A world of Netscape, chat rooms and Fruit by the Foot.
I remember them like the debossed covers of R.L. Stein.
Neon sex toys dotting our suburban malls lead us to believe
in an intimacy communicated beyond brand names
when our couch sucked back into a shady hole of hands.
September came, laden with unused Trapper Keepers.
Macarenas were danced. Ring Pops were had. Giga Pets
and Beanie Babies, Dunk-A-roos and VHS cassettes.
The Little Golden Books by my bed told me stories.

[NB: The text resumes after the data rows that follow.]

pub fn validate_publication(form: &PublicationForm) -> Result<(), FormErrors> {
    let mut errors = FormErrors::default();
    if form.title.trim().is_empty() {
        errors.put("title", "Title is required");
    }
    if form.summary.trim().is_empty() {
        errors.put("summary", "Summary is required");
    }
    if !authors_re().is_match(form.authors.trim()) {
        errors.put(
            "authors",
            "Authors must be comma-separated with a space after each comma",
        );
    }
    if !url_re().is_match(form.link.trim()) {
        errors.put("link", "Invalid URL");
    }
    if !iso_date_re().is_match(form.date.trim()) {
        errors.put("date", "Date must be included");
    }
    errors.into_result()
}

pub fn validate_news(form: &NewsForm) -> Result<(), FormErrors> {
    let mut errors = FormErrors::default();
    if form.title.trim().len() < 3 {
        errors.put("title", "Title is required");
    }
    if form.date.trim().is_empty() {
        errors.put("date", "Date is required");
    }
    if !url_re().is_match(form.thumbnail.trim()) {
        errors.put("thumbnail", "Thumbnail must be a valid URL");
    }
    if form.brief.trim().len() < 10 {
        errors.put("brief", "Brief description is required");
    }
    if form.content.trim().len() < 20 {
        errors.put("content", "Content must be at least 20 characters");
    }
    errors.into_result()
}

pub fn validate_event(form: &EventForm) -> Result<(), FormErrors> {
    let mut errors = FormErrors::default();
    if form.title.trim().is_empty() {
        errors.put("title", "Event title is required");
    }
    if form.description.trim().is_empty() {
        errors.put("description", "Description is required");
    }
    if !iso_date_re().is_match(form.date.trim()) {
        errors.put("date", "Event date is required");
    }
    if form.time.trim().is_empty() {
        errors.put("time", "Event time is required");
    }
    if form.location.trim().is_empty() {
        errors.put("location", "Location is required");
    }
    errors.into_result()
}

/// Section names become content-map keys; they must be single tokens.
pub fn validate_section_name(name: &str) -> Result<(), String> {
    if name.trim().is_empty() {
        return Err("*Section name cannot be empty".to_string());
    }
    if name.contains(' ') {
        return Err("*Section name cannot contain spaces. Use (e.g., HeroSection)".to_string());
    }
    Ok(())
}

#[cfg(test)]
mod tests {
    use super::*;

    fn valid_admin_form() -> AdminForm {
        AdminForm {
            firstname: "Ada".into(),
            lastname: "Obi".into(),
            email: "ada@example.org".into(),
            phone: "08012345678".into(),
            role: "admin".into(),
            password: "secret1!".into(),
            password_confirm: "secret1!".into(),
        }
    }

    #[test]
    fn accepts_valid_registration() {
        assert!(validate_register_admin(&valid_admin_form()).is_ok());
    }

    #[test]
    fn rejects_weak_passwords() {
        let mut form = valid_admin_form();
        form.password = "short".into();
        form.password_confirm = "short".into();
        let errors = validate_register_admin(&form).unwrap_err();
        assert_eq!(
            errors.get("password"),
            Some("*Password must be at least 6 characters")
        );

        // Long enough but missing the digit and special character.
        form.password = "letters".into();
        form.password_confirm = "letters".into();
        let errors = validate_register_admin(&form).unwrap_err();
        assert_eq!(errors.get("password"), Some(PASSWORD_MSG));
    }

    #[test]
    fn rejects_mismatched_confirmation() {
        let mut form = valid_admin_form();
        form.password_confirm = "other1!".into();
        let errors = validate_register_admin(&form).unwrap_err();
        assert_eq!(errors.get("password_confirm"), Some("*Passwords do not match"));
    }

    #[test]
    fn phone_must_match_national_format() {
        let mut form = valid_admin_form();
        form.phone = "12345".into();
        let errors = validate_register_admin(&form).unwrap_err();
        assert_eq!(
            errors.get("phone"),
            Some("*Phone number must be at least 10 digits")
        );

        form.phone = "1234567890".into();
        let errors = validate_register_admin(&form).unwrap_err();
        assert_eq!(
            errors.get("phone"),
            Some("*Phone number must contain only digits")
        );

        form.phone = "+2348012345678".into();
        assert!(validate_register_admin(&form).is_ok());
    }

    #[test]
    fn login_requires_well_formed_email() {
        let errors = validate_login(&Credentials {
            email: "not-an-email".into(),
            password: "x".into(),
        })
        .unwrap_err();
        assert_eq!(errors.get("email"), Some("*Invalid email format"));
    }

    #[test]
    fn page_link_rules() {
        let mut link = PageLink {
            page_id: "about-us".into(),
            page_name: "About Us".into(),
            path: "/about-us".into(),
            page_type: "custom".into(),
            ..Default::default()
        };
        assert!(validate_page_link(&link, false).is_ok());

        link.path = "about".into();
        let errors = validate_page_link(&link, false).unwrap_err();
        assert_eq!(errors.get("path"), Some("Path must start with '/'"));

        link.path = "/about".into();
        link.page_id = "About Us".into();
        let errors = validate_page_link(&link, false).unwrap_err();
        assert!(errors.get("page_id").is_some());

        // Children skip slug and type checks.
        link.page_id = String::new();
        link.page_type = String::new();
        assert!(validate_page_link(&link, true).is_ok());
    }

    #[test]
    fn icon_token_format() {
        let link = PageLink {
            page_id: "news".into(),
            page_name: "News".into(),
            path: "/news".into(),
            page_type: "custom".into(),
            icon: "FaRegFile".into(),
            ..Default::default()
        };
        let errors = validate_page_link(&link, false).unwrap_err();
        assert_eq!(
            errors.get("icon"),
            Some("Icon must follow format 'fa:FaIconName'")
        );
    }

    #[test]
    fn publication_author_list_format() {
        let mut form = PublicationForm {
            title: "Flood modelling".into(),
            summary: "A study".into(),
            authors: "Ada Obi, Chidi Eze".into(),
            link: "https://doi.example/10.1".into(),
            date: "2024-06-01".into(),
            ..Default::default()
        };
        assert!(validate_publication(&form).is_ok());

        form.authors = "Ada Obi,Chidi Eze".into();
        let errors = validate_publication(&form).unwrap_err();
        assert!(errors.get("authors").is_some());
    }

    #[test]
    fn news_minimum_lengths() {
        let form = NewsForm {
            title: "Hi".into(),
            brief: "too short".into(),
            content: "short".into(),
            thumbnail: "nota-url".into(),
            date: String::new(),
            ..Default::default()
        };
        let errors = validate_news(&form).unwrap_err();
        assert!(errors.get("title").is_some());
        assert!(errors.get("brief").is_some());
        assert!(errors.get("content").is_some());
        assert!(errors.get("thumbnail").is_some());
        assert!(errors.get("date").is_some());
    }

    #[test]
    fn section_names_are_single_tokens() {
        assert!(validate_section_name("HeroBanner").is_ok());
        assert!(validate_section_name("").is_err());
        assert!(validate_section_name("hero banner").is_err());
    }
}
use dioxus::prelude::*;

use super::{Button, ButtonVariant};

/// Centered overlay dialog.
///
/// Covers both shapes the panel needs: confirmation prompts (icon +
/// caption + confirm/cancel) and form dialogs (children as the body,
/// cancel only).
#[component]
pub fn Modal(
    #[props(default)] title: Option<String>,
    #[props(default)] caption: Option<String>,
    #[props(default)] icon: Option<Element>,
    #[props(default = String::new())] icon_class: String,
    /// Error raised by the confirm action, shown inside the dialog.
    #[props(default)]
    error: Option<String>,
    #[props(default)] confirm_label: Option<String>,
    #[props(default = ButtonVariant::Primary)] confirm_variant: ButtonVariant,
    #[props(default = "Cancel".to_string())] cancel_label: String,
    #[props(default = String::new())] class: String,
    #[props(default)] on_confirm: Option<EventHandler<()>>,
    on_close: EventHandler<()>,
    #[props(default = VNode::empty())] children: Element,
) -> Element {
    rsx! {
        div {
            class: "modal-overlay",
            div {
                class: "modal-panel {class}",
                div {
                    class: "modal-header",
                    if let Some(icon) = &icon {
                        span { class: "modal-icon {icon_class}", {icon.clone()} }
                    }
                    if let Some(title) = &title {
                        h2 { class: "modal-title", "{title}" }
                    }
                }
                if let Some(message) = &error {
                    p { class: "form-error", "{message}" }
                }
                if let Some(caption) = &caption {
                    p { class: "modal-caption", "{caption}" }
                }
                div {
                    class: "modal-body",
                    {children}
                }
                div {
                    class: "modal-actions",
                    if let Some(label) = &confirm_label {
                        Button {
                            variant: confirm_variant,
                            onclick: move |_| {
                                if let Some(handler) = &on_confirm {
                                    handler.call(());
                                }
                            },
                            "{label}"
                        }
                    }
                    Button {
                        variant: ButtonVariant::Outline,
                        onclick: move |_| on_close.call(()),
                        "{cancel_label}"
                    }
                }
            }
        }
    }
}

Cedar Crest and chlorine. I remember snow days.
Watching humanoid Bob Barker on split-screen TV.
Closed armoires scented with piney Lemon Pledge.
In the woods was mesh and abandoned buckets of
porn beside inscrutable rainbow tree frog corpses.
Lisas and Jessicas and Matthews and Michaels all.
Narcotic and green, a risible lump disturbed life,
dizzying mallets hobbling us to plastic-farm noon.
Success metrics had incomparable swish. People
kept moving and threaded through one another
with slogging garage door jerkiness. And most
menacing: how happiness encroached with slow
ultimatums fatalistically stuck to stick-resistant pans.
Abundance, reversed now, feels shod. Feels pocked.
It could be no more than a rake in the trunk of a car.
I didn’t know then what a locker room was for.
Friends were screen names and infinitely away.
If I had to point a finger, if I had to queue a song
to play my life, if the finishing move was finality,
wouldn’t my sense of the nineties bring back painless
simplicity in transit? Weight Watchers and frozen
people. Linoleum not to be remembered if outlived.
Afterwards, I saw what they did to the bed furniture.
I knew their services weren’t free. Not to “go there.”
What was taken from me is still happening. Scrubbed
out. Tossed out. I never cared for the dishes. What
they replaced me with not me. That was never me.